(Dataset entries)

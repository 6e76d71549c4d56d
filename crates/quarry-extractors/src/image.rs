//! Image loading using the image crate.
//!
//! Raster images have no text, so the content model is a single element
//! describing the image: `<image format="png" width="640" height="480" color="Rgba8"/>`.

use image::ImageFormat;
use std::path::Path;

use quarry_core::types::{Element, ImageContainer};
use quarry_core::VisitableKind;

use crate::error::{ExtractError, ExtractResult};
use crate::{LoadedContainer, Loader};

/// Image metadata loader.
#[derive(Debug, Clone, Default)]
pub struct ImageLoader;

impl ImageLoader {
    pub fn new() -> Self {
        Self
    }

    /// Detect the format from magic bytes and decode the image header and
    /// pixels.
    pub fn describe(content: &[u8]) -> ExtractResult<Element> {
        let format = image::guess_format(content).map_err(|e| ExtractError::Image(e.to_string()))?;
        let decoded = image::load_from_memory_with_format(content, format)
            .map_err(|e| ExtractError::Image(e.to_string()))?;

        Ok(Element::new("image")
            .with_attribute("format", format_name(format))
            .with_attribute("width", decoded.width().to_string())
            .with_attribute("height", decoded.height().to_string())
            .with_attribute("color", format!("{:?}", decoded.color())))
    }
}

fn format_name(format: ImageFormat) -> String {
    match format {
        ImageFormat::Png => "png".to_string(),
        ImageFormat::Jpeg => "jpeg".to_string(),
        ImageFormat::Gif => "gif".to_string(),
        ImageFormat::WebP => "webp".to_string(),
        other => format!("{:?}", other).to_lowercase(),
    }
}

impl Loader for ImageLoader {
    fn kind(&self) -> VisitableKind {
        VisitableKind::Image
    }

    fn extensions(&self) -> &[&str] {
        &["png", "jpg", "jpeg", "gif", "webp"]
    }

    fn load(&self, content: &[u8], source: &Path) -> ExtractResult<LoadedContainer> {
        let root = Self::describe(content)?;
        tracing::debug!("Loaded image {}: {:?}", source.display(), root.attributes);
        Ok(LoadedContainer::Image(ImageContainer::new(Some(source.to_path_buf()), root)))
    }

    fn name(&self) -> &str {
        "image"
    }
}

#[cfg(test)]
mod tests {
    use super::*;
    use image::{DynamicImage, RgbImage};
    use std::io::Cursor;

    fn png(width: u32, height: u32) -> Vec<u8> {
        let mut bytes = Vec::new();
        DynamicImage::ImageRgb8(RgbImage::new(width, height))
            .write_to(&mut Cursor::new(&mut bytes), ImageFormat::Png)
            .unwrap();
        bytes
    }

    #[test]
    fn test_describe_png() {
        let element = ImageLoader::describe(&png(3, 2)).unwrap();
        assert_eq!(element.name, "image");
        assert_eq!(element.attribute("format"), Some("png"));
        assert_eq!(element.attribute("width"), Some("3"));
        assert_eq!(element.attribute("height"), Some("2"));
        assert_eq!(element.attribute("color"), Some("Rgb8"));
    }

    #[test]
    fn test_unknown_bytes_are_rejected() {
        assert!(matches!(
            ImageLoader::describe(b"definitely not an image"),
            Err(ExtractError::Image(_))
        ));
    }

    #[test]
    fn test_load_sets_source() {
        let loaded = ImageLoader::new().load(&png(1, 1), Path::new("fig.png")).unwrap();
        let LoadedContainer::Image(container) = loaded else {
            panic!("expected an image container");
        };
        assert_eq!(container.root().attribute("width"), Some("1"));
    }
}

■ TASK TO COMPLETE:
Please repeat each entry. Keep every word the same.

■ PROBLEM SOLUTION:
repository 6e76d71549c4d56d
filename crates/quarry-extractors/src/image.rs
//! Image loading using the image crate.
//!
//! Raster images have no text, so the content model is a single element
//! describing the image: `<image format="png" width="640" height="480" color="Rgba8"/>`.

use image::ImageFormat;
use std::path::Path;

use quarry_core::types::{Element, ImageContainer};
use quarry_core::VisitableKind;

use crate::error::{ExtractError, ExtractResult};
use crate::{LoadedContainer, Loader};

/// Image metadata loader.
#[derive(Debug, Clone, Default)]
pub struct ImageLoader;

impl ImageLoader {
    pub fn new() -> Self {
        Self
    }

    /// Detect the format from magic bytes and decode the image header and
    /// pixels.
    pub fn describe(content: &[u8]) -> ExtractResult<Element> {
        let format = image::guess_format(content).map_err(|e| ExtractError::Image(e.to_string()))?;
        let decoded = image::load_from_memory_with_format(content, format)
            .map_err(|e| ExtractError::Image(e.to_string()))?;

        Ok(Element::new("image")
            .with_attribute("format", format_name(format))
            .with_attribute("width", decoded.width().to_string())
            .with_attribute("height", decoded.height().to_string())
            .with_attribute("color", format!("{:?}", decoded.color())))
    }
}

fn format_name(format: ImageFormat) -> String {
    match format {
        ImageFormat::Png => "png".to_string(),
        ImageFormat::Jpeg => "jpeg".to_string(),
        ImageFormat::Gif => "gif".to_string(),
        ImageFormat::WebP => "webp".to_string(),
        other => format!("{:?}", other).to_lowercase(),
    }
}

impl Loader for ImageLoader {
    fn kind(&self) -> VisitableKind {
        VisitableKind::Image
    }

    fn extensions(&self) -> &[&str] {
        &["png", "jpg", "jpeg", "gif", "webp"]
    }

    fn load(&self, content: &[u8], source: &Path) -> ExtractResult<LoadedContainer> {
        let root = Self::describe(content)?;
        tracing::debug!("Loaded image {}: {:?}", source.display(), root.attributes);
        Ok(LoadedContainer::Image(ImageContainer::new(Some(source.to_path_buf()), root)))
    }

    fn name(&self) -> &str {
        "image"
    }
}

#[cfg(test)]
mod tests {
    use super::*;
    use image::{DynamicImage, RgbImage};
    use std::io::Cursor;

    fn png(width: u32, height: u32) -> Vec<u8> {
        let mut bytes = Vec::new();
        DynamicImage::ImageRgb8(RgbImage::new(width, height))
            .write_to(&mut Cursor::new(&mut bytes), ImageFormat::Png)
            .unwrap();
        bytes
    }

    #[test]
    fn test_describe_png() {
        let element = ImageLoader::describe(&png(3, 2)).unwrap();
        assert_eq!(element.name, "image");
        assert_eq!(element.attribute("format"), Some("png"));
        assert_eq!(element.attribute("width"), Some("3"));
        assert_eq!(element.attribute("height"), Some("2"));
        assert_eq!(element.attribute("color"), Some("Rgb8"));
    }

    #[test]
    fn test_unknown_bytes_are_rejected() {
        assert!(matches!(
            ImageLoader::describe(b"definitely not an image"),
            Err(ExtractError::Image(_))
        ));
    }

    #[test]
    fn test_load_sets_source() {
        let loaded = ImageLoader::new().load(&png(1, 1), Path::new("fig.png")).unwrap();
        let LoadedContainer::Image(container) = loaded else {
            panic!("expected an image container");
        };
        assert_eq!(container.root().attribute("width"), Some("1"));
    }
}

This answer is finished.